▶ What is needed: What do the lines say, reproduced word for word, from the first of the entries below through the line bearing "use serde::Serialize;"?
Supplied information section start
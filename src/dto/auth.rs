//! Request and response bodies of the `/auth` routes.

use serde::{Deserialize, Serialize};
use utoipa::ToSchema;
use validator::Validate;

use crate::dto::user::UserProfile;

/// Registration payload.
#[derive(Debug, Deserialize, ToSchema, Validate)]
pub struct SignUpRequest {
    #[validate(length(min = 1, max = 80))]
    pub name: String,
    #[validate(email)]
    pub email: String,
    #[validate(length(min = 8))]
    pub password: String,
}

#[derive(Debug, Deserialize, ToSchema, Validate)]
pub struct SignInRequest {
    #[validate(email)]
    pub email: String,
    #[validate(length(min = 1))]
    pub password: String,
}

/// Issued session token together with the authenticated profile.
#[derive(Debug, Serialize, ToSchema)]
pub struct AuthResponse {
    /// Value to send back in the `X-Session-Token` header.
    pub token: String,
    pub user: UserProfile,
}

#[cfg(test)]
mod tests {
    use super::*;

    fn sign_up(name: &str, email: &str, password: &str) -> SignUpRequest {
        SignUpRequest {
            name: name.into(),
            email: email.into(),
            password: password.into(),
        }
    }

    #[test]
    fn accepts_well_formed_sign_up() {
        assert!(sign_up("Ada", "ada@example.com", "correct horse").validate().is_ok());
    }

    #[test]
    fn rejects_bad_sign_up_fields() {
        assert!(sign_up("", "ada@example.com", "correct horse").validate().is_err());
        assert!(sign_up(&"a".repeat(81), "ada@example.com", "correct horse").validate().is_err());
        assert!(sign_up("Ada", "not-an-email", "correct horse").validate().is_err());
        assert!(sign_up("Ada", "ada@example.com", "short").validate().is_err());
    }
}
use axum::{Json, http::StatusCode, response::IntoResponse};
use serde::Serialize;
use thiserror::Error;
use tracing::warn;
use validator::ValidationErrors;

use crate::dao::{catalog::CatalogError, storage::StorageError};

/// Errors that can occur in service layer operations.
#[derive(Debug, Error)]
pub enum ServiceError {
    /// Storage backend is unavailable.
    #[error("storage unavailable")]
    Unavailable(#[source] StorageError),
    /// Application is running in degraded mode without storage.
    #[error("storage unavailable (degraded mode)")]
    Degraded,
    /// Missing or unknown session token.
    #[error("unauthorized: {0}")]
    Unauthorized(String),
    /// Authenticated user lacks the role required for the operation.
    #[error("forbidden: {0}")]
    Forbidden(String),
    /// Invalid input provided by the client.
    #[error("invalid input: {0}")]
    InvalidInput(String),
    /// Operation clashes with the stored state (concurrent write, duplicate, full session).
    #[error("conflict: {0}")]
    Conflict(String),
    /// Requested resource was not found.
    #[error("not found: {0}")]
    NotFound(String),
    /// The third-party catalog could not answer.
    #[error("catalog unavailable")]
    Catalog(#[from] CatalogError),
}

impl From<StorageError> for ServiceError {
    fn from(err: StorageError) -> Self {
        match err {
            StorageError::Conflict { .. } => ServiceError::Conflict(err.to_string()),
            StorageError::Missing { .. } => ServiceError::NotFound(err.to_string()),
            StorageError::Unavailable { .. } => ServiceError::Unavailable(err),
        }
    }
}

impl From<ValidationErrors> for ServiceError {
    fn from(err: ValidationErrors) -> Self {
        ServiceError::InvalidInput(format!("validation failed: {}", err))
    }
}

/// Application-level errors that are converted to HTTP responses.
#[derive(Debug, Error)]
pub enum AppError {
    /// Bad request with invalid input.
    #[error("bad request: {0}")]
    BadRequest(String),
    /// Unauthorized access attempt.
    #[error("unauthorized: {0}")]
    Unauthorized(String),
    /// Authenticated but not allowed.
    #[error("forbidden: {0}")]
    Forbidden(String),
    /// Requested resource not found.
    #[error("not found: {0}")]
    NotFound(String),
    /// Conflict with current state.
    #[error("conflict: {0}")]
    Conflict(String),
    /// An upstream dependency answered with an error.
    #[error("bad gateway: {0}")]
    BadGateway(String),
    /// Service unavailable or degraded.
    #[error("service unavailable: {0}")]
    ServiceUnavailable(String),
    /// Internal server error.
    #[error("internal error: {0}")]
    Internal(String),
}

impl From<ServiceError> for AppError {
    fn from(err: ServiceError) -> Self {
        match err {
            ServiceError::Unavailable(source) => AppError::ServiceUnavailable(source.to_string()),
            ServiceError::Degraded => AppError::ServiceUnavailable("degraded mode".into()),
            ServiceError::Unauthorized(message) => AppError::Unauthorized(message),
            ServiceError::Forbidden(message) => AppError::Forbidden(message),
            ServiceError::InvalidInput(message) => AppError::BadRequest(message),
            ServiceError::Conflict(message) => AppError::Conflict(message),
            ServiceError::NotFound(message) => AppError::NotFound(message),
            ServiceError::Catalog(source) => {
                warn!(error = %source, "catalog request failed");
                match source {
                    CatalogError::Busy { .. } => AppError::ServiceUnavailable(source.to_string()),
                    CatalogError::ClientBuilder { .. } => AppError::Internal(source.to_string()),
                    _ => AppError::BadGateway(source.to_string()),
                }
            }
        }
    }
}

#[derive(Serialize)]
struct ErrorBody {
    message: String,
}

impl IntoResponse for AppError {
    fn into_response(self) -> axum::response::Response {
        let status = match &self {
            AppError::BadRequest(_) => StatusCode::BAD_REQUEST,
            AppError::Unauthorized(_) => StatusCode::UNAUTHORIZED,
            AppError::Forbidden(_) => StatusCode::FORBIDDEN,
            AppError::NotFound(_) => StatusCode::NOT_FOUND,
            AppError::Conflict(_) => StatusCode::CONFLICT,
            AppError::BadGateway(_) => StatusCode::BAD_GATEWAY,
            AppError::ServiceUnavailable(_) => StatusCode::SERVICE_UNAVAILABLE,
            AppError::Internal(_) => StatusCode::INTERNAL_SERVER_ERROR,
        };

        let payload = Json(ErrorBody {
            message: self.to_string(),
        });

        (status, payload).into_response()
    }
}

#[cfg(test)]
mod tests {
    use super::*;

    #[test]
    fn storage_conflicts_and_missing_documents_keep_their_meaning() {
        let conflict: ServiceError = StorageError::conflict("user", "42").into();
        assert!(matches!(conflict, ServiceError::Conflict(_)));

        let missing: ServiceError = StorageError::missing("game session", "7").into();
        assert!(matches!(missing, ServiceError::NotFound(_)));
    }

    #[test]
    fn catalog_failures_map_to_gateway_statuses() {
        let busy = AppError::from(ServiceError::Catalog(CatalogError::Busy {
            endpoint: "search",
        }));
        assert_eq!(busy.into_response().status(), StatusCode::SERVICE_UNAVAILABLE);

        let status = AppError::from(ServiceError::Catalog(CatalogError::Status {
            endpoint: "thing",
            status: reqwest::StatusCode::INTERNAL_SERVER_ERROR,
        }));
        assert_eq!(status.into_response().status(), StatusCode::BAD_GATEWAY);
    }

    #[test]
    fn service_errors_map_to_http_statuses() {
        let cases = [
            (ServiceError::Degraded, StatusCode::SERVICE_UNAVAILABLE),
            (ServiceError::Unauthorized("x".into()), StatusCode::UNAUTHORIZED),
            (ServiceError::Forbidden("x".into()), StatusCode::FORBIDDEN),
            (ServiceError::InvalidInput("x".into()), StatusCode::BAD_REQUEST),
            (ServiceError::Conflict("x".into()), StatusCode::CONFLICT),
            (ServiceError::NotFound("x".into()), StatusCode::NOT_FOUND),
        ];
        for (err, expected) in cases {
            assert_eq!(AppError::from(err).into_response().status(), expected);
        }
    }
}
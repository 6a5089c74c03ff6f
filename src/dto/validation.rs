//! Validation helpers for DTOs.

use validator::ValidationError;

/// Largest player count a session may declare.
pub const MAX_PLAYERS: u32 = 100;

/// Validates a player range: each bound within `1..=MAX_PLAYERS` and `min <= max`.
///
/// ```ignore
/// validate_player_range(Some(2), Some(4)) // Ok
/// validate_player_range(Some(5), Some(4)) // Err - inverted
/// validate_player_range(Some(0), None)    // Err - below 1
/// ```
pub fn validate_player_range(min: Option<u32>, max: Option<u32>) -> Result<(), ValidationError> {
    for bound in [min, max].into_iter().flatten() {
        if !(1..=MAX_PLAYERS).contains(&bound) {
            let mut err = ValidationError::new("player_count_range");
            err.message =
                Some(format!("player counts must be between 1 and {MAX_PLAYERS} (got {bound})").into());
            return Err(err);
        }
    }

    if let (Some(min), Some(max)) = (min, max) {
        if min <= max {
            return Ok(());
        }
        let mut err = ValidationError::new("player_range_order");
        err.message = Some(format!("min_players ({min}) exceeds max_players ({max})").into());
        return Err(err);
    }

    Ok(())
}

/// Canonical form of an email used for lookups and uniqueness.
pub fn normalize_email(email: &str) -> String {
    email.trim().to_lowercase()
}

#[cfg(test)]
mod tests {
    use super::*;

    #[test]
    fn test_validate_player_range_valid() {
        assert!(validate_player_range(Some(2), Some(4)).is_ok());
        assert!(validate_player_range(Some(3), Some(3)).is_ok());
        assert!(validate_player_range(None, Some(6)).is_ok());
        assert!(validate_player_range(Some(1), None).is_ok());
        assert!(validate_player_range(None, None).is_ok());
    }

    #[test]
    fn test_validate_player_range_out_of_bounds() {
        assert!(validate_player_range(Some(0), Some(4)).is_err());
        assert!(validate_player_range(Some(2), Some(101)).is_err());
    }

    #[test]
    fn test_validate_player_range_inverted() {
        let err = validate_player_range(Some(5), Some(4)).unwrap_err();
        assert_eq!(err.code, "player_range_order");
    }

    #[test]
    fn test_normalize_email() {
        assert_eq!(normalize_email("  Ada@Example.COM "), "ada@example.com");
    }
}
Supplied information section end
▶ Solution to the problem:
filename src/dto/auth.rs
//! Request and response bodies of the `/auth` routes.

use serde::{Deserialize, Serialize};
use utoipa::ToSchema;
use validator::Validate;

use crate::dto::user::UserProfile;

/// Registration payload.
#[derive(Debug, Deserialize, ToSchema, Validate)]
pub struct SignUpRequest {
    #[validate(length(min = 1, max = 80))]
    pub name: String,
    #[validate(email)]
    pub email: String,
    #[validate(length(min = 8))]
    pub password: String,
}

#[derive(Debug, Deserialize, ToSchema, Validate)]
pub struct SignInRequest {
    #[validate(email)]
    pub email: String,
    #[validate(length(min = 1))]
    pub password: String,
}

/// Issued session token together with the authenticated profile.
#[derive(Debug, Serialize, ToSchema)]
pub struct AuthResponse {
    /// Value to send back in the `X-Session-Token` header.
    pub token: String,
    pub user: UserProfile,
}

#[cfg(test)]
mod tests {
    use super::*;

    fn sign_up(name: &str, email: &str, password: &str) -> SignUpRequest {
        SignUpRequest {
            name: name.into(),
            email: email.into(),
            password: password.into(),
        }
    }

    #[test]
    fn accepts_well_formed_sign_up() {
        assert!(sign_up("Ada", "ada@example.com", "correct horse").validate().is_ok());
    }

    #[test]
    fn rejects_bad_sign_up_fields() {
        assert!(sign_up("", "ada@example.com", "correct horse").validate().is_err());
        assert!(sign_up(&"a".repeat(81), "ada@example.com", "correct horse").validate().is_err());
        assert!(sign_up("Ada", "not-an-email", "correct horse").validate().is_err());
        assert!(sign_up("Ada", "ada@example.com", "short").validate().is_err());
    }
}
use axum::{Json, http::StatusCode, response::IntoResponse};
use serde::Serialize;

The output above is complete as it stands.